Kroxylicious Decryption Filter

How it works

Encryption happens on the produce path: the proxy intercepts ProduceRequest messages from clients, encrypts the configured fields, and forwards the encrypted records to the broker. Decryption happens symmetrically on the fetch path: the proxy intercepts FetchResponse messages from the broker, decrypts the fields, and returns plaintext records to consumers.

Kryptonite for Kafka ships two independent filters:

Filter Direction Responsibility
Encryption Produce (client → proxy → broker) Intercepts ProduceRequest messages and encrypts the configured fields before records reach the broker
Decryption Fetch (broker → proxy → client) Intercepts FetchResponse messages and decrypts the configured fields before records reach the consumer

Each filter operates entirely independently. Running both in the same proxy instance is the most common setup. It gives producers and consumers a single transparent endpoint with bi-directional, end-to-end field-level protection. However, this is not a requirement. You can deploy only the encryption filter in a proxy that sits in front of producers, and a separate proxy instance with only the decryption filter in front of consumers, depending on your architecture.

Fields that are not listed in the configuration (see topic_field_configs setting) pass through completely unmodified regardless of which filters are active.

Topic routing is controlled by topic_pattern entries, each carrying its own field_configs list. Patterns are Java regular expressions anchored at both ends (equivalent to ^pattern$), giving full regex expressiveness for topic name matching.

Schema Registry Integration

For schema-aware record formats (JSON_SR, AVRO) the filter automatically derives and registers encrypted schemas in the schema registry. Consumers always receive schema-correct records.

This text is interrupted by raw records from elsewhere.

use crate::types::DbId;

#[derive(Debug, thiserror::Error)]
pub enum CoreError {
    #[error("Entity not found: {entity} with id {id}")]
    NotFound { entity: &'static str, id: DbId },

    #[error("Entity not found: {entity} named '{name}'")]
    NotFoundByName { entity: &'static str, name: String },

    #[error("Validation failed: {0}")]
    Validation(String),

    #[error("Conflict: {0}")]
    Conflict(String),

    #[error("Internal error: {0}")]
    Internal(String),
}
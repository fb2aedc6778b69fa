use clap::Parser;
use tracing_subscriber::{layer::SubscriberExt, util::SubscriberInitExt};

use agency_ops::cli::Cli;
use agency_ops::commands;
use agency_ops::config::OpsConfig;

#[tokio::main]
async fn main() -> anyhow::Result<()> {
    dotenvy::dotenv().ok();

    // --- Tracing ---
    tracing_subscriber::registry()
        .with(
            tracing_subscriber::EnvFilter::try_from_default_env()
                .unwrap_or_else(|_| "agency_ops=info,agency_db=info,agency_core=info".into()),
        )
        .with(tracing_subscriber::fmt::layer().with_writer(std::io::stderr))
        .init();

    let cli = Cli::parse();

    // --- Configuration ---
    let config = OpsConfig::from_env()?;
    tracing::debug!(
        month_policy = config.month_policy.as_str(),
        max_connections = config.max_connections,
        "Loaded ops configuration"
    );

    let code = commands::run(cli.command, &config).await?;
    std::process::exit(code);
}
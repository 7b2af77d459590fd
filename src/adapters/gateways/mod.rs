//! Billing provider adapters.
//!
//! One adapter per provider, each built around a shared [`GatewayCore`]
//! so all of them mutate subscription state through the same path. The
//! [`GatewayRegistry`] wires the full set from configuration and hands
//! the application layer the right adapter for a subscription's gateway.

mod apple;
mod common;
mod google;
mod paypal;
mod signed_payload;
mod xendit;

pub use apple::AppleGateway;
pub use common::{ChargeFacts, GatewayCore};
pub use google::GoogleGateway;
pub use paypal::PaypalGateway;
pub use signed_payload::SignedPayloadVerifier;
pub use xendit::XenditGateway;

use std::collections::HashMap;
use std::sync::Arc;

use crate::config::AppConfig;
use crate::domain::foundation::AccountTokenCodec;
use crate::domain::Gateway;
use crate::ports::{
    EventPublisher, GatewayError, GatewayErrorCode, PlanCatalog, SubscriptionGateway,
    SubscriptionStore,
};

/// Adapter lookup by gateway.
pub struct GatewayRegistry {
    gateways: HashMap<Gateway, Arc<dyn SubscriptionGateway>>,
}

impl GatewayRegistry {
    /// Builds all four adapters from configuration, sharing one store,
    /// catalog, publisher, identity codec, and HTTP client.
    pub fn from_config(
        config: &AppConfig,
        store: Arc<dyn SubscriptionStore>,
        plans: Arc<dyn PlanCatalog>,
        events: Arc<dyn EventPublisher>,
    ) -> Result<Self, GatewayError> {
        let codec = Arc::new(AccountTokenCodec::new(
            config.identity.account_token_salt.clone(),
        ));
        let http = reqwest::Client::new();
        let core = |gateway| {
            GatewayCore::new(
                gateway,
                store.clone(),
                plans.clone(),
                events.clone(),
                codec.clone(),
            )
        };

        let mut gateways: HashMap<Gateway, Arc<dyn SubscriptionGateway>> = HashMap::new();
        gateways.insert(
            Gateway::Apple,
            Arc::new(AppleGateway::new(core(Gateway::Apple), &config.apple)?),
        );
        gateways.insert(
            Gateway::Google,
            Arc::new(GoogleGateway::new(
                core(Gateway::Google),
                &config.google,
                http.clone(),
            )),
        );
        gateways.insert(
            Gateway::Paypal,
            Arc::new(PaypalGateway::new(
                core(Gateway::Paypal),
                &config.paypal,
                http.clone(),
            )),
        );
        gateways.insert(
            Gateway::Xendit,
            Arc::new(XenditGateway::new(core(Gateway::Xendit), &config.xendit, http)),
        );

        let registry = Self { gateways };
        tracing::info!(gateways = ?registry.available(), "gateway adapters configured");
        Ok(registry)
    }

    /// Builds a registry from explicit adapters. Used by tests that wire a
    /// partial set.
    pub fn from_adapters(
        adapters: impl IntoIterator<Item = Arc<dyn SubscriptionGateway>>,
    ) -> Self {
        Self {
            gateways: adapters.into_iter().map(|a| (a.gateway(), a)).collect(),
        }
    }

    /// The adapter for `gateway`.
    ///
    /// # Errors
    ///
    /// Returns `UnsupportedOperation` when the registry has no adapter for
    /// the gateway.
    pub fn get(&self, gateway: Gateway) -> Result<&dyn SubscriptionGateway, GatewayError> {
        self.gateways.get(&gateway).map(Arc::as_ref).ok_or_else(|| {
            GatewayError::new(
                GatewayErrorCode::UnsupportedOperation,
                format!("no adapter configured for gateway {}", gateway),
                false,
            )
        })
    }

    /// Gateways this registry can serve.
    pub fn available(&self) -> Vec<Gateway> {
        let mut list: Vec<_> = self.gateways.keys().copied().collect();
        list.sort_by_key(|g| g.as_str());
        list
    }
}
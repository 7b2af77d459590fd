//! Plans: what a subscriber pays for and what they get.

pub mod feature;
pub mod gateway_price;
pub mod interval;
#[allow(clippy::module_inception)]
pub mod plan;

pub use feature::PlanFeature;
pub use gateway_price::PlanGatewayPrice;
pub use interval::BillingInterval;
pub use plan::Plan;
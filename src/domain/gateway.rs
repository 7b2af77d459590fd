//! Billing gateway identifiers.

use serde::{Deserialize, Serialize};
use std::fmt;
use std::str::FromStr;

use super::foundation::ValidationError;

/// The billing providers a subscription can live on.
///
/// Each provider follows a different protocol family: store receipts
/// (apple), mobile billing with pub/sub notifications (google), redirect
/// checkout (paypal), and API-managed recurring plans (xendit).
#[derive(Debug, Clone, Copy, PartialEq, Eq, Hash, Serialize, Deserialize)]
#[serde(rename_all = "lowercase")]
pub enum Gateway {
    Apple,
    Google,
    Paypal,
    Xendit,
}

impl Gateway {
    /// All known gateways.
    pub const ALL: [Gateway; 4] = [
        Gateway::Apple,
        Gateway::Google,
        Gateway::Paypal,
        Gateway::Xendit,
    ];

    /// The canonical lowercase name stored in records and config keys.
    pub fn as_str(&self) -> &'static str {
        match self {
            Gateway::Apple => "apple",
            Gateway::Google => "google",
            Gateway::Paypal => "paypal",
            Gateway::Xendit => "xendit",
        }
    }
}

impl fmt::Display for Gateway {
    fn fmt(&self, f: &mut fmt::Formatter<'_>) -> fmt::Result {
        write!(f, "{}", self.as_str())
    }
}

impl FromStr for Gateway {
    type Err = ValidationError;

    fn from_str(s: &str) -> Result<Self, Self::Err> {
        match s {
            "apple" => Ok(Gateway::Apple),
            "google" => Ok(Gateway::Google),
            "paypal" => Ok(Gateway::Paypal),
            "xendit" => Ok(Gateway::Xendit),
            other => Err(ValidationError::invalid_format(
                "gateway",
                format!("unknown gateway '{}'", other),
            )),
        }
    }
}
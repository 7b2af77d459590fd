//! Metered plan features.

use serde::{Deserialize, Serialize};

use crate::domain::foundation::ValidationError;

/// A metered entitlement granted by a plan.
///
/// `quota` is the total quantity a subscriber may consume over the current
/// billing period. Features a plan does not declare are unlimited.
#[derive(Debug, Clone, PartialEq, Eq, Serialize, Deserialize)]
pub struct PlanFeature {
    slug: String,
    quota: u64,
    resettable: bool,
}

impl PlanFeature {
    /// Creates a feature with the given slug and quota.
    ///
    /// # Errors
    ///
    /// Returns `ValidationError` for an empty slug.
    pub fn new(slug: impl Into<String>, quota: u64) -> Result<Self, ValidationError> {
        let slug = slug.into();
        if slug.trim().is_empty() {
            return Err(ValidationError::empty_field("feature_slug"));
        }
        Ok(Self {
            slug,
            quota,
            resettable: true,
        })
    }

    /// Marks the feature as carrying usage across renewals.
    pub fn non_resettable(mut self) -> Self {
        self.resettable = false;
        self
    }

    pub fn slug(&self) -> &str {
        &self.slug
    }

    pub fn quota(&self) -> u64 {
        self.quota
    }

    /// Whether usage resets at the start of each billing period.
    pub fn resettable(&self) -> bool {
        self.resettable
    }
}

#[cfg(test)]
mod tests {
    use super::*;

    #[test]
    fn rejects_empty_slug() {
        assert!(PlanFeature::new("", 10).is_err());
        assert!(PlanFeature::new("   ", 10).is_err());
    }

    #[test]
    fn defaults_to_resettable() {
        let f = PlanFeature::new("api-calls", 100).unwrap();
        assert!(f.resettable());
        assert!(!f.clone().non_resettable().resettable());
    }
}
//! Redirect-checkout gateway adapter.
//!
//! Creation registers a provider-side subscription and hands back an
//! approval URL the subscriber must visit; activation is confirmed later
//! through a webhook. Webhook authenticity is proven by calling the
//! provider's own verification API with the transmission headers and the
//! raw event body; a missing header is a verification failure, never a
//! pass-through.

use async_trait::async_trait;
use secrecy::{ExposeSecret, SecretString};
use serde::Deserialize;
use tracing::{info, warn};

use crate::config::PaypalConfig;
use crate::domain::foundation::{Money, Timestamp};
use crate::domain::plan::Plan;
use crate::domain::subscription::{
    ProviderNotification, Signal, Subscription, TransactionType,
};
use crate::domain::Gateway;
use crate::ports::{
    CreateOptions, GatewayError, SubscriptionGateway, WebhookOutcome, WebhookRequest,
};

use super::common::{ChargeFacts, GatewayCore};

/// Headers the verification API requires. All must be present.
const REQUIRED_HEADERS: [&str; 5] = [
    "paypal-transmission-id",
    "paypal-transmission-time",
    "paypal-cert-url",
    "paypal-auth-algo",
    "paypal-transmission-sig",
];

pub struct PaypalGateway {
    core: GatewayCore,
    client_id: String,
    client_secret: SecretString,
    webhook_id: String,
    api_base: String,
    http: reqwest::Client,
}

impl PaypalGateway {
    pub fn new(core: GatewayCore, config: &PaypalConfig, http: reqwest::Client) -> Self {
        Self {
            core,
            client_id: config.client_id.clone(),
            client_secret: config.client_secret.clone(),
            webhook_id: config.webhook_id.clone(),
            api_base: config.api_base.trim_end_matches('/').to_string(),
            http,
        }
    }

    async fn access_token(&self) -> Result<String, GatewayError> {
        #[derive(Deserialize)]
        struct TokenResponse {
            access_token: String,
        }

        let response = self
            .http
            .post(format!("{}/v1/oauth2/token", self.api_base))
            .basic_auth(&self.client_id, Some(self.client_secret.expose_secret()))
            .form(&[("grant_type", "client_credentials")])
            .send()
            .await?;

        if !response.status().is_success() {
            return Err(GatewayError::provider(format!(
                "token request rejected [{}]",
                response.status()
            )));
        }
        let token: TokenResponse = response.json().await?;
        Ok(token.access_token)
    }

    async fn api_post(
        &self,
        path: &str,
        body: &serde_json::Value,
    ) -> Result<serde_json::Value, GatewayError> {
        let token = self.access_token().await?;
        let response = self
            .http
            .post(format!("{}{}", self.api_base, path))
            .bearer_auth(token)
            .json(body)
            .send()
            .await?;

        let status = response.status();
        if !status.is_success() {
            let body = response.text().await.unwrap_or_default();
            return Err(GatewayError::provider(format!(
                "API call {} rejected [{}]: {}",
                path, status, body
            )));
        }
        if status == reqwest::StatusCode::NO_CONTENT {
            return Ok(serde_json::Value::Null);
        }
        Ok(response.json().await.unwrap_or(serde_json::Value::Null))
    }

    fn approval_link(response: &serde_json::Value) -> Option<String> {
        response["links"].as_array().and_then(|links| {
            links
                .iter()
                .find(|l| l["rel"].as_str() == Some("approve"))
                .and_then(|l| l["href"].as_str())
                .map(str::to_string)
        })
    }

    fn gateway_plan_id<'a>(plan: &'a Plan) -> Result<&'a str, GatewayError> {
        plan.gateway_listing(Gateway::Paypal)
            .and_then(|l| l.gateway_plan_id.as_deref())
            .ok_or_else(|| {
                GatewayError::validation("plan has no provider plan id for this gateway")
            })
    }
}

#[async_trait]
impl SubscriptionGateway for PaypalGateway {
    fn gateway(&self) -> Gateway {
        Gateway::Paypal
    }

    async fn create_subscription(
        &self,
        subscription: &Subscription,
        plan: &Plan,
        options: CreateOptions,
    ) -> Result<Subscription, GatewayError> {
        let plan_id = Self::gateway_plan_id(plan)?;

        let mut payload = serde_json::json!({
            "plan_id": plan_id,
            "custom_id": format!("sub-{}", subscription.id),
            "application_context": {
                "shipping_preference": "NO_SHIPPING",
                "user_action": "SUBSCRIBE_NOW",
            },
        });
        if let Some(email) = &options.customer_email {
            payload["subscriber"] = serde_json::json!({ "email_address": email });
        }
        if let Some(url) = &options.return_url {
            payload["application_context"]["return_url"] = serde_json::json!(url);
        }
        if let Some(url) = &options.cancel_url {
            payload["application_context"]["cancel_url"] = serde_json::json!(url);
        }

        let response = self.api_post("/v1/billing/subscriptions", &payload).await?;

        let provider_id = response["id"].as_str().ok_or_else(|| {
            GatewayError::provider("subscription creation response carries no id")
        })?;
        if response["status"].as_str() != Some("APPROVAL_PENDING") {
            return Err(GatewayError::provider(format!(
                "unexpected subscription status {:?}",
                response["status"]
            )));
        }

        // Pending until the approval webhook arrives; no transaction yet.
        let updated = self
            .core
            .attach_gateway_id(subscription, provider_id.to_string(), Some(response.clone()))
            .await?;

        info!(
            subscription_id = %updated.id,
            provider_id,
            "redirect-checkout subscription awaiting approval"
        );
        Ok(updated)
    }

    async fn cancel_subscription(
        &self,
        subscription: &Subscription,
        immediate: bool,
    ) -> Result<Subscription, GatewayError> {
        let gateway_id = subscription
            .gateway_id
            .as_deref()
            .ok_or_else(|| GatewayError::validation("subscription has no provider id"))?;

        self.api_post(
            &format!("/v1/billing/subscriptions/{}/cancel", gateway_id),
            &serde_json::json!({ "reason": "Customer requested cancellation" }),
        )
        .await?;

        self.core.mark_canceled(subscription, immediate).await
    }

    async fn resume_subscription(
        &self,
        subscription: &Subscription,
    ) -> Result<Subscription, GatewayError> {
        let gateway_id = subscription
            .gateway_id
            .as_deref()
            .ok_or_else(|| GatewayError::validation("subscription has no provider id"))?;

        self.api_post(
            &format!("/v1/billing/subscriptions/{}/activate", gateway_id),
            &serde_json::json!({ "reason": "Customer requested reactivation" }),
        )
        .await?;

        self.core.mark_resumed(subscription).await
    }

    async fn swap_plan(
        &self,
        subscription: &Subscription,
        new_plan: &Plan,
    ) -> Result<Subscription, GatewayError> {
        let gateway_id = subscription
            .gateway_id
            .as_deref()
            .ok_or_else(|| GatewayError::validation("subscription has no provider id"))?;
        let new_plan_id = Self::gateway_plan_id(new_plan)?;

        let response = self
            .api_post(
                &format!("/v1/billing/subscriptions/{}/revise", gateway_id),
                &serde_json::json!({ "plan_id": new_plan_id }),
            )
            .await?;
        if response.get("links").is_none() {
            return Err(GatewayError::provider("revise response carries no links"));
        }

        self.core.mark_swapped(subscription, new_plan).await
    }

    async fn handle_webhook(
        &self,
        request: &WebhookRequest,
    ) -> Result<WebhookOutcome, GatewayError> {
        // every transmission header is required for verification
        let mut headers = Vec::with_capacity(REQUIRED_HEADERS.len());
        for name in REQUIRED_HEADERS {
            match request.header(name) {
                Some(value) => headers.push(value.to_string()),
                None => {
                    return Err(GatewayError::authentication(format!(
                        "missing webhook header {}",
                        name
                    )))
                }
            }
        }
        let [transmission_id, transmission_time, cert_url, auth_algo, transmission_sig]: [String; 5] =
            headers
                .try_into()
                .map_err(|_| GatewayError::authentication("missing webhook headers"))?;

        let event: serde_json::Value = request
            .json()
            .map_err(|_| GatewayError::validation("webhook body is not valid JSON"))?;

        let verification = self
            .api_post(
                "/v1/notifications/verify-webhook-signature",
                &serde_json::json!({
                    "auth_algo": auth_algo,
                    "cert_url": cert_url,
                    "transmission_id": transmission_id,
                    "transmission_sig": transmission_sig,
                    "transmission_time": transmission_time,
                    "webhook_id": self.webhook_id,
                    "webhook_event": event,
                }),
            )
            .await?;

        if verification["verification_status"].as_str() != Some("SUCCESS") {
            return Err(GatewayError::authentication(
                "webhook signature verification failed",
            ));
        }

        let event_type = event["event_type"].as_str().unwrap_or_default().to_string();
        let resource_id = event["resource"]["id"]
            .as_str()
            .or_else(|| event["resource"]["billing_agreement_id"].as_str());
        let Some(resource_id) = resource_id else {
            warn!(event_type = %event_type, "webhook carries no resource id");
            return Ok(WebhookOutcome::Ignored {
                event_type,
                reason: "missing resource id".into(),
            });
        };

        match event_type.as_str() {
            "BILLING.SUBSCRIPTION.ACTIVATED" | "BILLING.SUBSCRIPTION.CREATED" => {
                let Some(sub) = self
                    .core
                    .store()
                    .find_by_gateway_id(Gateway::Paypal, resource_id)
                    .await?
                else {
                    warn!(resource_id, "activation webhook matched no subscription");
                    return Ok(WebhookOutcome::Ignored {
                        event_type,
                        reason: "no matching subscription".into(),
                    });
                };
                let plan = self.core.plan_for(&sub).await?;
                let ends_at = event["resource"]["billing_info"]["next_billing_time"]
                    .as_str()
                    .and_then(|t| chrono::DateTime::parse_from_rfc3339(t).ok())
                    .map(|dt| Timestamp::from_datetime(dt.with_timezone(&chrono::Utc)));

                self.core
                    .mark_active(
                        &sub,
                        &plan,
                        None,
                        ends_at,
                        Some(event.clone()),
                        ChargeFacts {
                            provider_txn_id: Some(resource_id.to_string()),
                            metadata: event.clone(),
                            ..ChargeFacts::default()
                        },
                        TransactionType::Payment,
                    )
                    .await?;
                Ok(WebhookOutcome::Processed { event_type })
            }
            "PAYMENT.SALE.COMPLETED" => {
                let amount = event["resource"]["amount"]["total"]
                    .as_str()
                    .and_then(|t| Money::parse_decimal(t).ok());
                let currency = event["resource"]["amount"]["currency"]
                    .as_str()
                    .and_then(|c| c.parse().ok());

                let notification = ProviderNotification::new(
                    Gateway::Paypal,
                    Signal::Renewed,
                    event_type.clone(),
                )
                .with_gateway_id(resource_id);
                self.core
                    .apply_notification(
                        &notification,
                        ChargeFacts {
                            amount,
                            currency,
                            provider_txn_id: event["resource"]["id"]
                                .as_str()
                                .map(str::to_string),
                            metadata: event.clone(),
                        },
                    )
                    .await
            }
            "BILLING.SUBSCRIPTION.CANCELLED" | "BILLING.SUBSCRIPTION.EXPIRED" => {
                let notification = ProviderNotification::new(
                    Gateway::Paypal,
                    Signal::CanceledOrExpired,
                    event_type.clone(),
                )
                .with_gateway_id(resource_id);
                self.core
                    .apply_notification(&notification, ChargeFacts::default())
                    .await
            }
            "BILLING.SUBSCRIPTION.RE-ACTIVATED" => {
                let notification = ProviderNotification::new(
                    Gateway::Paypal,
                    Signal::BillingRecovered,
                    event_type.clone(),
                )
                .with_gateway_id(resource_id);
                self.core
                    .apply_notification(&notification, ChargeFacts::default())
                    .await
            }
            other => {
                info!(event_type = other, "unhandled webhook event type");
                Ok(WebhookOutcome::Ignored {
                    event_type,
                    reason: "unhandled event type".into(),
                })
            }
        }
    }

    async fn redirect_target(
        &self,
        subscription: &Subscription,
    ) -> Result<Option<String>, GatewayError> {
        let Some(response) = &subscription.gateway_response else {
            return Ok(None);
        };
        match Self::approval_link(response) {
            Some(link) => Ok(Some(link)),
            None => Err(GatewayError::provider(
                "approval link not found in creation response",
            )),
        }
    }
}
//! Strongly-typed identifier value objects.

use serde::{Deserialize, Serialize};
use std::fmt;
use std::str::FromStr;
use uuid::Uuid;

use super::ValidationError;

/// Unique identifier for a subscription plan.
#[derive(Debug, Clone, Copy, PartialEq, Eq, Hash, Serialize, Deserialize)]
#[serde(transparent)]
pub struct PlanId(Uuid);

impl PlanId {
    /// Creates a new random PlanId.
    pub fn new() -> Self {
        Self(Uuid::new_v4())
    }

    /// Creates a PlanId from an existing UUID.
    pub fn from_uuid(uuid: Uuid) -> Self {
        Self(uuid)
    }

    /// Returns the inner UUID.
    pub fn as_uuid(&self) -> &Uuid {
        &self.0
    }
}

impl Default for PlanId {
    fn default() -> Self {
        Self::new()
    }
}

impl fmt::Display for PlanId {
    fn fmt(&self, f: &mut fmt::Formatter<'_>) -> fmt::Result {
        write!(f, "{}", self.0)
    }
}

impl FromStr for PlanId {
    type Err = uuid::Error;

    fn from_str(s: &str) -> Result<Self, Self::Err> {
        Ok(Self(Uuid::parse_str(s)?))
    }
}

/// Unique identifier for a subscription.
#[derive(Debug, Clone, Copy, PartialEq, Eq, Hash, Serialize, Deserialize)]
#[serde(transparent)]
pub struct SubscriptionId(Uuid);

impl SubscriptionId {
    /// Creates a new random SubscriptionId.
    pub fn new() -> Self {
        Self(Uuid::new_v4())
    }

    /// Creates a SubscriptionId from an existing UUID.
    pub fn from_uuid(uuid: Uuid) -> Self {
        Self(uuid)
    }

    /// Returns the inner UUID.
    pub fn as_uuid(&self) -> &Uuid {
        &self.0
    }
}

impl Default for SubscriptionId {
    fn default() -> Self {
        Self::new()
    }
}

impl fmt::Display for SubscriptionId {
    fn fmt(&self, f: &mut fmt::Formatter<'_>) -> fmt::Result {
        write!(f, "{}", self.0)
    }
}

impl FromStr for SubscriptionId {
    type Err = uuid::Error;

    fn from_str(s: &str) -> Result<Self, Self::Err> {
        Ok(Self(Uuid::parse_str(s)?))
    }
}

/// Unique identifier for a subscription transaction.
#[derive(Debug, Clone, Copy, PartialEq, Eq, Hash, Serialize, Deserialize)]
#[serde(transparent)]
pub struct TransactionId(Uuid);

impl TransactionId {
    /// Creates a new random TransactionId.
    pub fn new() -> Self {
        Self(Uuid::new_v4())
    }

    /// Creates a TransactionId from an existing UUID.
    pub fn from_uuid(uuid: Uuid) -> Self {
        Self(uuid)
    }

    /// Returns the inner UUID.
    pub fn as_uuid(&self) -> &Uuid {
        &self.0
    }
}

impl Default for TransactionId {
    fn default() -> Self {
        Self::new()
    }
}

impl fmt::Display for TransactionId {
    fn fmt(&self, f: &mut fmt::Formatter<'_>) -> fmt::Result {
        write!(f, "{}", self.0)
    }
}

/// Reference to the polymorphic owner of a subscription ("subscribable").
///
/// The core never needs owner behavior, only an opaque key: a type tag
/// (e.g. "user", "team") plus the owner's id in the consuming system.
#[derive(Debug, Clone, PartialEq, Eq, Hash, Serialize, Deserialize)]
pub struct SubscriberRef {
    owner_type: String,
    owner_id: String,
}

impl SubscriberRef {
    /// Creates a subscriber reference.
    ///
    /// # Errors
    ///
    /// Returns `ValidationError` if either component is empty.
    pub fn new(
        owner_type: impl Into<String>,
        owner_id: impl Into<String>,
    ) -> Result<Self, ValidationError> {
        let owner_type = owner_type.into();
        let owner_id = owner_id.into();

        if owner_type.trim().is_empty() {
            return Err(ValidationError::empty_field("owner_type"));
        }
        if owner_id.trim().is_empty() {
            return Err(ValidationError::empty_field("owner_id"));
        }

        Ok(Self {
            owner_type,
            owner_id,
        })
    }

    /// The owner type tag.
    pub fn owner_type(&self) -> &str {
        &self.owner_type
    }

    /// The owner id within the consuming system.
    pub fn owner_id(&self) -> &str {
        &self.owner_id
    }
}

impl fmt::Display for SubscriberRef {
    fn fmt(&self, f: &mut fmt::Formatter<'_>) -> fmt::Result {
        write!(f, "{}:{}", self.owner_type, self.owner_id)
    }
}

impl FromStr for SubscriberRef {
    type Err = ValidationError;

    fn from_str(s: &str) -> Result<Self, Self::Err> {
        let (owner_type, owner_id) = s
            .split_once(':')
            .ok_or_else(|| ValidationError::invalid_format("subscriber_ref", "missing ':'"))?;
        Self::new(owner_type, owner_id)
    }
}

The encrypted schema uses type string for every encrypted field, and the decrypted schema fully restores the original type.


Installation / Deployment

  1. Download the filter JAR from the GitHub Releases page.
  2. Place the JAR in a folder that is on Kroxylicious' classpath (e.g. the lib/ directory next any other JARs shipping with Kroxylicious).
  3. Reference the filter factories in your Kroxylicious proxy configuration YAML (see examples below).
  4. Run Kroxylicious (see official Proxy Quick Start)

If building from sources:

./mvnw clean package -DskipTests -pl kroxylicious-filter-kryptonite

Basic Usage

Proxy Config Structure

A basic Kroxylicious proxy config defines a virtualClusters block which, at the very minimum, specifies the upstream broker and the gateway address, plus optional filterDefinitions and a corresponding defaultFilters block. A minimal skeleton could look like this:

virtualClusters:
  - name: mycluster
    targetCluster:
      bootstrapServers: kafka:9092        # upstream Kafka broker
    gateways:
      - name: mygateway
        portIdentifiesNode:
          bootstrapAddress: 0.0.0.0:9192  # proxy listen address
          advertisedBrokerAddressPattern: localhost  # address advertised to clients
    logNetwork: false
    logFrames: false

filterDefinitions:
  # ... (see per-format examples below)

defaultFilters:
  - some-filter
  - another-filter

Note

advertisedBrokerAddressPattern controls the broker address that Kroxylicious advertises to clients in metadata responses. Set it to the hostname or IP that clients use to reach the proxy. For single-node local setups localhost is typical; for containerised or remote deployments use the proxy's externally reachable hostname.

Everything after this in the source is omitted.